History 30 places in the final Russian AI Cup 2015

Introduction

This year, in the Russian AI Cup, it was necessary to program the bot to control the machine (and even two in the finals!), And I decided to participate for the first time, because the topic seemed close and dear: a fan of racing, I go to karting from time to time (though without outstanding results), I often spend evenings riding virtual Hawaii in Test Drive Unlimited or Nurburgring in GTR Evolution.

I didn’t take a high place in the end (30th place in the final, finished the sandbox 48th), but the short time between the second round and the final was in the top-10 sandbox. Also, judging by the competition forum, a set of ~~crutches for~~ solutions like no one else has used in me, so if you want to know the details, welcome to the cat. The most interesting part in the post, perhaps, is about finding the optimal trajectory.

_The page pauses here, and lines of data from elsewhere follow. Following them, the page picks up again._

#[cfg(test)]
mod tests {
    use super::*;
    use crate::store::MemoryRecordStore;
    use crate::testing::StubRemote;
    use pretty_assertions::assert_eq;

    fn record(id: &str, name: &str, code: &str) -> VolunteerRecord {
        VolunteerRecord {
            id: id.to_string(),
            sequence_number: 1,
            name: name.to_string(),
            membership_code: code.to_string(),
            mobile_number: "9876500000".to_string(),
            address: "Pune".to_string(),
            image_url: "https://img.example/p.png".to_string(),
            join_date: None,
            created_at: None,
        }
    }

    fn payload(name: &str) -> CreatePayload {
        CreatePayload {
            name: name.to_string(),
            membership_code: "AAK0100".to_string(),
            mobile_number: "9000000000".to_string(),
            address: "Nagpur".to_string(),
            image: None,
        }
    }

    fn directory(remote: StubRemote, store: Arc<MemoryRecordStore>) -> Directory {
        Directory::new(Arc::new(remote), store)
    }

    #[tokio::test]
    async fn load_from_remote_refreshes_cache() {
        let store = Arc::new(MemoryRecordStore::with_records(vec![record(
            "old", "Old", "AAK0009",
        )]));
        let r1 = record("r1", "Asha", "AAK0001");
        let dir = directory(StubRemote::online(vec![r1.clone()]), Arc::clone(&store));

        let outcome = dir.load().await.unwrap();
        assert_eq!(outcome, LoadOutcome::FromRemote { count: 1 });
        assert_eq!(dir.records().await, vec![r1.clone()]);
        assert_eq!(store.read(), vec![r1]);
        assert!(!dir.is_loading());
    }

    #[tokio::test]
    async fn load_falls_back_to_cache_in_order() {
        let cached = vec![
            record("c2", "Second", "AAK0002"),
            record("c1", "First", "AAK0001"),
        ];
        let store = Arc::new(MemoryRecordStore::with_records(cached.clone()));
        let dir = directory(StubRemote::offline(), Arc::clone(&store));

        let outcome = dir.load().await.unwrap();
        assert_eq!(outcome, LoadOutcome::FromCache { count: 2 });
        assert_eq!(dir.records().await, cached);
        assert_eq!(store.write_count(), 0);
    }

    #[tokio::test]
    async fn load_seeds_when_remote_and_cache_are_empty() {
        let store = Arc::new(MemoryRecordStore::new());
        let dir = directory(StubRemote::offline(), Arc::clone(&store));

        let outcome = dir.load().await.unwrap();
        assert_eq!(outcome, LoadOutcome::Seeded { count: 8 });

        let records = dir.records().await;
        let ids: Vec<&str> = records.iter().map(|r| r.id.as_str()).collect();
        assert_eq!(
            ids,
            vec![
                "mock_1", "mock_2", "mock_3", "mock_4", "mock_5", "mock_6", "mock_7", "mock_8"
            ]
        );
        assert_eq!(records[0].membership_code, "AAK1001");
        assert_eq!(records[7].membership_code, "AAK1008");
        assert_eq!(store.read(), records);
    }

    #[tokio::test]
    async fn empty_remote_list_is_authoritative() {
        let store = Arc::new(MemoryRecordStore::with_records(vec![record(
            "stale", "Stale", "AAK0003",
        )]));
        let dir = directory(StubRemote::online(vec![]), Arc::clone(&store));

        assert_eq!(dir.load().await.unwrap(), LoadOutcome::FromRemote { count: 0 });
        assert!(dir.is_empty().await);
        assert!(store.read().is_empty());
    }

    #[tokio::test]
    async fn create_success_prepends_persists_and_selects() {
        let store = Arc::new(MemoryRecordStore::new());
        let remote = StubRemote::online(vec![record("r1", "Asha", "AAK0001")]);
        let dir = directory(remote, Arc::clone(&store));
        dir.load().await.unwrap();
        dir.select("r1").await;

        let outcome = dir.create(&payload("Ravi")).await.unwrap();
        let created = match outcome {
            CreateOutcome::Remote(record) => record,
            other => panic!("expected remote create, got {other:?}"),
        };
        assert!(created.id.starts_with("srv_"));

        let records = dir.records().await;
        assert_eq!(records.len(), 2);
        assert_eq!(records[0], created);
        assert_eq!(store.read(), records);
        assert_eq!(dir.selected().await, Some(created));
    }

    #[tokio::test]
    async fn create_failure_leaves_state_untouched() {
        let store = Arc::new(MemoryRecordStore::new());
        let remote = StubRemote::online(vec![record("r1", "Asha", "AAK0001")]);
        remote.fail_mutations();
        let dir = directory(remote, Arc::clone(&store));
        dir.load().await.unwrap();
        let writes = store.write_count();

        let outcome = dir.create(&payload("Ravi")).await.unwrap();
        assert!(matches!(outcome, CreateOutcome::RemoteFailed(_)));
        assert_eq!(dir.len().await, 1);
        assert_eq!(store.write_count(), writes);
    }

    #[tokio::test]
    async fn caller_supplied_record_after_failed_create() {
        let store = Arc::new(MemoryRecordStore::new());
        let remote = StubRemote::online(vec![record("r1", "Asha", "AAK0001")]);
        remote.fail_mutations();
        let dir = directory(remote, Arc::clone(&store));
        dir.load().await.unwrap();

        let outcome = dir.create(&payload("Ravi")).await.unwrap();
        assert!(outcome.record().is_none());

        let local = record("local_1", "Ravi", "AAK0100");
        dir.record_created(local.clone()).await.unwrap();

        let ids: Vec<String> = dir.records().await.into_iter().map(|r| r.id).collect();
        assert_eq!(ids, vec!["local_1", "r1"]);
        assert_eq!(store.read(), dir.records().await);
        assert_eq!(dir.selected().await.map(|r| r.id), Some("local_1".to_string()));
    }

    #[tokio::test]
    async fn create_with_fallback_builds_local_record() {
        let store = Arc::new(MemoryRecordStore::new());
        let remote = StubRemote::offline();
        let dir = directory(remote, Arc::clone(&store));
        dir.load().await.unwrap();

        let now = Utc::now();
        let outcome = dir.create_with_fallback(&payload("Ravi"), now).await.unwrap();
        let CreateOutcome::LocalFallback { record, .. } = outcome else {
            panic!("expected local fallback");
        };
        assert!(record.is_local_only());
        assert_eq!(record.sequence_number, 1009);
        assert_eq!(record.created_at, Some(now));
        assert_eq!(dir.records().await[0], record);
        assert_eq!(store.read(), dir.records().await);
        assert_eq!(dir.selected().await, Some(record));
    }

    #[tokio::test]
    async fn invalid_payload_is_rejected_before_remote_call() {
        let remote = Arc::new(StubRemote::online(vec![]));
        let dir = Directory::new(remote.clone(), Arc::new(MemoryRecordStore::new()));

        let err = dir.create(&payload("  ")).await.unwrap_err();
        assert!(matches!(err, DirectoryError::InvalidPayload { .. }));
        assert!(!remote.calls().iter().any(|c| c.starts_with("create")));
    }

    #[tokio::test]
    async fn record_without_id_is_rejected() {
        let dir = directory(StubRemote::offline(), Arc::new(MemoryRecordStore::new()));
        let err = dir
            .record_created(record(" ", "Ghost", "AAK0000"))
            .await
            .unwrap_err();
        assert!(matches!(err, DirectoryError::InvalidRecord { .. }));
        assert!(dir.is_empty().await);
    }

    #[tokio::test]
    async fn delete_removes_exactly_one_and_clears_selection() {
        let store = Arc::new(MemoryRecordStore::new());
        let dir = directory(StubRemote::offline(), Arc::clone(&store));
        dir.load().await.unwrap();
        assert!(dir.select("mock_3").await);

        let outcome = dir.delete("mock_3").await;
        assert_eq!(outcome.removed, 1);
        assert!(!outcome.remote_confirmed());

        let records = dir.records().await;
        assert_eq!(records.len(), 7);
        assert!(records.iter().all(|r| r.id != "mock_3"));
        assert_eq!(store.read(), records);
        assert_eq!(dir.selected().await, None);
    }

    #[tokio::test]
    async fn delete_keeps_other_selection() {
        let store = Arc::new(MemoryRecordStore::new());
        let dir = directory(StubRemote::offline(), Arc::clone(&store));
        dir.load().await.unwrap();
        dir.select("mock_1").await;

        dir.delete("mock_2").await;
        assert_eq!(dir.selected().await.map(|r| r.id), Some("mock_1".to_string()));
    }

    #[tokio::test]
    async fn delete_unknown_id_leaves_list_unchanged() {
        let store = Arc::new(MemoryRecordStore::new());
        let dir = directory(StubRemote::online(vec![]), Arc::clone(&store));
        dir.record_created(record("a", "A", "AAK0001")).await.unwrap();
        let before = dir.records().await;

        let outcome = dir.delete("missing").await;
        assert_eq!(outcome.removed, 0);
        assert!(outcome.remote_confirmed());
        assert_eq!(dir.records().await, before);
        assert_eq!(store.read(), before);
    }

    #[tokio::test]
    async fn remote_delete_success_is_reported() {
        let remote = StubRemote::online(vec![record("r1", "Asha", "AAK0001")]);
        let dir = directory(remote, Arc::new(MemoryRecordStore::new()));
        dir.load().await.unwrap();

        let outcome = dir.delete("r1").await;
        assert!(outcome.remote_confirmed());
        assert_eq!(outcome.removed, 1);
        assert!(dir.is_empty().await);
    }

    #[tokio::test]
    async fn concurrent_load_is_rejected() {
        let gate = Arc::new(tokio::sync::Notify::new());
        let remote = StubRemote::gated(vec![record("r1", "Asha", "AAK0001")], Arc::clone(&gate));
        let dir = Arc::new(directory(remote, Arc::new(MemoryRecordStore::new())));

        let first = tokio::spawn({
            let dir = Arc::clone(&dir);
            async move { dir.load().await }
        });
        while !dir.is_loading() {
            tokio::task::yield_now().await;
        }

        assert!(matches!(
            dir.load().await,
            Err(DirectoryError::LoadInProgress)
        ));

        gate.notify_one();
        let outcome = first.await.unwrap().unwrap();
        assert_eq!(outcome, LoadOutcome::FromRemote { count: 1 });
        assert!(!dir.is_loading());

        // The flag is released, so a second load goes through.
        gate.notify_one();
        assert!(dir.load().await.is_ok());
    }

    #[tokio::test]
    async fn next_sequence_number_follows_max() {
        let dir = directory(StubRemote::offline(), Arc::new(MemoryRecordStore::new()));
        assert_eq!(dir.next_sequence_number().await, 1001);

        let mut high = record("h", "High", "AAK0001");
        high.sequence_number = 1500;
        dir.record_created(high).await.unwrap();
        assert_eq!(dir.next_sequence_number().await, 1501);
    }

    #[tokio::test]
    async fn fallback_sequence_number_saturates_at_max() {
        let mut top = record("r1", "Asha", "AAK0001");
        top.sequence_number = i64::MAX;
        let remote = StubRemote::online(vec![top]);
        remote.fail_mutations();
        let dir = directory(remote, Arc::new(MemoryRecordStore::new()));
        dir.load().await.unwrap();

        assert_eq!(dir.next_sequence_number().await, i64::MAX);
        let outcome = dir
            .create_with_fallback(&payload("Ravi"), Utc::now())
            .await
            .unwrap();
        let CreateOutcome::LocalFallback { record, .. } = outcome else {
            panic!("expected local fallback");
        };
        assert_eq!(record.sequence_number, i64::MAX);
        assert_eq!(dir.len().await, 2);
    }

    #[tokio::test]
    async fn select_unknown_id_is_false() {
        let dir = directory(StubRemote::offline(), Arc::new(MemoryRecordStore::new()));
        dir.load().await.unwrap();
        assert!(!dir.select("nope").await);
        assert_eq!(dir.selected().await, None);
    }
}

A detailed description of the competition can be read on the site , but the essence can be summarized as follows:

There is a map broken into tiles of different types (straight, turn, T-shaped intersection, intersection, empty tile).
There are 4 cars. One of them (in the final - two of them) is controlled by the player. Each server tick is transmitted to the bot-strategy that controls the machine, information about the world is transmitted, and the strategy must answer what actions it wants to perform. There are not so many possible actions: change engine power, turn the steering wheel, fire shells, pour out a puddle of oil, turn on nitro, press a brake
To complete the race, you must drive through all control points-tiles in a certain order (in fact, drive two laps of the route). The coordinates of the points are known, each one builds the path independently. In the first two rounds of the competition, the whole map is known, in the final the player sees only a small neighborhood near his cars.
Bonuses are randomly scattered on the track: if you hit them, depending on the type of bonus, you can replenish the number of shells for firing, the amount of oil to create difficulties for rivals, charges of nitro acceleration, repair the machine, or get an additional 100 points.
The player gets points for passing checkpoints, for damaging opponents, for picking up bonus points, and also gets an additional 512/256/128/64 points for finishing in 1/2/3/4 place, respectively.
After the end of the game, participants are ordered by the number of points. The one who scored the most is the winner, everything is simple. Because of the bonuses and points for damage to rivals, the one who came to the finish not always won before: for example, it is enough to pick just one bonus for 100 points, and already overtake the player who finished third.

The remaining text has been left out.